Democracia participativa
Nessa moldura, a democracia representativa está sendo exercida pelo universo de entidades intermediárias, com forte prejuízo para a instituição política tradicional, caracterizada pelos "catch-all parties" ("partidos agarra tudo que puderes"), na expressão de Otto Kirchheimer, cientista social alemão. Não é à toa que os nomes de candidatos, entre nós, têm prevalência sobre os partidos. Os perfis mais atraentes são os funcionais-assépticos, descomprometidos com esquemas corrompidos, de propostas diretas, objetivas e que se comunicam diretamente com o eleitorado. A impopularidade de uns e outros tem muito a ver com a embalagem que lhe proporcionam as estruturas e formas tradicionais da política. A falta de continuidade na administração pública também proporciona desconforto e descrença.
O eterno retorno
O povo tem a sensação de que estamos sempre recomeçando, saindo do nada. O novo governante apaga tudo que o antecessor construiu, inclusive as coisas boas. O fato gera desesperança. Por isso mesmo, o povo acalenta farta dose de apatia. Deixa as decisões para a última hora. Na nova parede, a mulher tem destaque. Ela não quer mais ser apenas figuração de cenário. Assume, cada vez mais, papel de coadjuvante.
- Parte II
Raspando o tacho
- O governo Lula coleciona derrotas no Congresso, apesar dos largos espaços concedidos ao Centrão. O corpo parlamentar derrubou até agora (repito, até agora) 53% dos vetos de Lula a MPs e projetos de lei.

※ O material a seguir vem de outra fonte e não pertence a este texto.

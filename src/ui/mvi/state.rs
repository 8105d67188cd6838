//! Base trait for UI state in MVI architecture.

use std::fmt::Debug;

/// Marker trait for UI state objects.
///
/// States should be:
/// - Immutable (Clone to create new states)
/// - Self-contained (all data needed to render the view)
/// - Comparable (PartialEq for detecting changes)
pub trait UiState: Clone + PartialEq + Debug + Send + 'static {}
mod loader;
mod types;

pub use loader::ConfigError;
pub use types::{Config, GatewayConfig, GatewayKind, MapConfig};
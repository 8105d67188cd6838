//! Reducer trait for MVI architecture.

use super::effect::Effect;
use super::intent::Intent;
use super::state::UiState;

/// Reducer transforms state based on intents.
///
/// The reducer is the only place where state transitions happen. It never
/// performs I/O itself: work that must happen afterwards is returned as an
/// [`Effect`] and run by the [`Store`](crate::ui::Store).
pub trait Reducer {
    /// The state type this reducer operates on.
    type State: UiState;

    /// The intent type this reducer handles.
    type Intent: Intent;

    /// Dependencies available to effects.
    type Env: Send + Sync + 'static;

    /// Process an intent and return the new state plus follow-up work.
    fn reduce(
        state: Self::State,
        intent: Self::Intent,
        env: &Self::Env,
    ) -> (Self::State, Effect<Self::Intent>);
}
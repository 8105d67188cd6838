//! Tests for the `water` binary.

use std::path::Path;
use std::process::{Command, Output};

use tempfile::TempDir;
use water::model::seed;

/// Runs `water` against a config path that does not exist, so defaults apply.
fn water(dir: &Path, args: &[&str]) -> Output {
    Command::new(env!("CARGO_BIN_EXE_water"))
        .arg("--config")
        .arg(dir.join("missing.toml"))
        .args(args)
        .output()
        .expect("Failed to execute command")
}

fn stdout(output: &Output) -> String {
    String::from_utf8_lossy(&output.stdout).into_owned()
}

#[test]
fn test_help_lists_subcommands() {
    let dir = TempDir::new().unwrap();
    let output = water(dir.path(), &["--help"]);
    let text = stdout(&output);
    for command in ["list", "map", "show", "mark", "info", "seed"] {
        assert!(text.contains(command), "help is missing {command}");
    }
}

#[test]
fn test_list_shows_seeded_memory_store() {
    let dir = TempDir::new().unwrap();
    let output = water(dir.path(), &["list"]);
    assert!(output.status.success());
    let text = stdout(&output);
    assert!(text.contains("Watersource A"));
    assert!(text.contains("3 water sources"));
}

#[test]
fn test_mark_all_stages_reports_completion() {
    let dir = TempDir::new().unwrap();
    let id = seed::WATERSOURCE_B.to_string();
    let output = water(dir.path(), &["mark", &id, "boil", "disinfect", "filter"]);
    assert!(output.status.success());
    assert!(stdout(&output).contains("Sanitization Complete"));
}

#[test]
fn test_show_unknown_id_fails() {
    let dir = TempDir::new().unwrap();
    let output = water(dir.path(), &["show", "00000000-0000-0000-0000-000000000000"]);
    assert!(!output.status.success());
    assert!(String::from_utf8_lossy(&output.stderr).contains("no water source"));
}

#[test]
fn test_file_store_persists_between_runs() {
    let dir = TempDir::new().unwrap();
    let store = dir.path().join("watersources.json");
    let store = store.to_str().unwrap();
    let id = seed::WATERSOURCE_C.to_string();

    assert!(water(dir.path(), &["--store", store, "seed"]).status.success());
    assert!(water(dir.path(), &["--store", store, "mark", &id, "boil"]).status.success());

    let output = water(dir.path(), &["--store", store, "show", &id]);
    assert!(output.status.success());
    assert!(stdout(&output).contains("Step 1. Boil"));
    assert!(stdout(&output).contains("100%"));
}

#[test]
fn test_map_prints_geojson() {
    let dir = TempDir::new().unwrap();
    let output = water(dir.path(), &["map"]);
    assert!(output.status.success());
    let value: serde_json::Value = serde_json::from_slice(&output.stdout).unwrap();
    assert_eq!(value["type"], "FeatureCollection");
}
use std::sync::Arc;

use crate::app_info::{AppInfoClient, StaticAppInfo};
use crate::gateway::WaterSourceGateway;

/// Dependencies handed to every reducer.
///
/// Built once by the caller and passed down; reducers clone the `Arc`s
/// into the effects that need them.
#[derive(Clone)]
pub struct AppEnv {
    pub gateway: Arc<dyn WaterSourceGateway>,
    pub app_info: Arc<dyn AppInfoClient>,
}

impl AppEnv {
    pub fn new(gateway: Arc<dyn WaterSourceGateway>, app_info: Arc<dyn AppInfoClient>) -> Self {
        Self { gateway, app_info }
    }

    /// Environment using the built-in author client.
    pub fn with_gateway(gateway: Arc<dyn WaterSourceGateway>) -> Self {
        Self::new(gateway, Arc::new(StaticAppInfo))
    }
}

- Constatação à boca pequena entre analistas, consultores e jornalistas: a corrupção voltou com força nesses tempos de "eterno retorno". À propósito, o Brasil cai 10 pontos no ranking de percepção da corrupção, assinado pela Transparência Internacional.
- O recapeamento em São Paulo, capital, é o mais intenso das últimas décadas. A cidade virou um canteiro de obras. Ricardo Nunes, o prefeito, pensa em "capturar" muitos votos com sua avalanche obreira. Será que pensou no "vice-versa"? Os transtornos no trânsito multiplicaram as imprecações contra o alcaide.
- Voltou também com força a onda de violência, que se espraia por todos os espaços. A segurança pública, mesmo se sabendo que não é função das municipalidades, será um dos carros-chefes da campanha municipal deste ano.
- Os filmes que concorrem ao Oscar enchem as salas de cinema, que estiveram vazias por um bom tempo, na esteira da pandemia de Covid.
- A governadora de Pernambuco, Raquel Lira, surpreende. Por enquanto, é mal avaliada pelos pernambucanos. Pesquisas mostram que tem a menor aprovação dentre os 27 governadores do país. Levantamento da Atlas Intel diz que tem 36% de aprovação e 49% de desaprovação. Esta coluna torce para seu crescimento.
- Ronaldo Caiado, de Goiás, leva, por enquanto, a melhor avaliação. Repito, por enquanto. Seu eixo? Segurança pública.
- Tarcísio Nunes, de SP, tinha cerca de 60% de aprovação em dezembro. Caiu cerca de 10 pontos. Mas continua bem avaliado. Por enquanto.
- O PT quer fazer uma grande bancada de prefeitos e vereadores. Será um desafio. Em jogo, uma avaliação do governo Lula 3.
Fecho a coluna com um conceito.
Comunicação organizacional: uma orquestra
A comunicação organizacional é a possibilidade sistêmica, integrada, que reúne diversos instrumentos. Exerce a função de laço, por meio da criação de um sentimento de unidade, com todos se sentindo irmanados em um mesmo grupamento. Assemelha-se a uma orquestra, tendo, nessa imagem, a função de clarim. Ou seja, trombeteia para anunciar aos públicos os negócios e a imagem de uma organização. Possui também a função de diapasão, que procura compor uma linguagem homogênea. Registra-se, ainda, a função do apito, quando a comunicação convoca os participantes para atuarem no jogo organizacional. Por último, a comunicação organizacional usa a função de boca. A metáfora quer abrigar o cochicho, os aconselhamentos.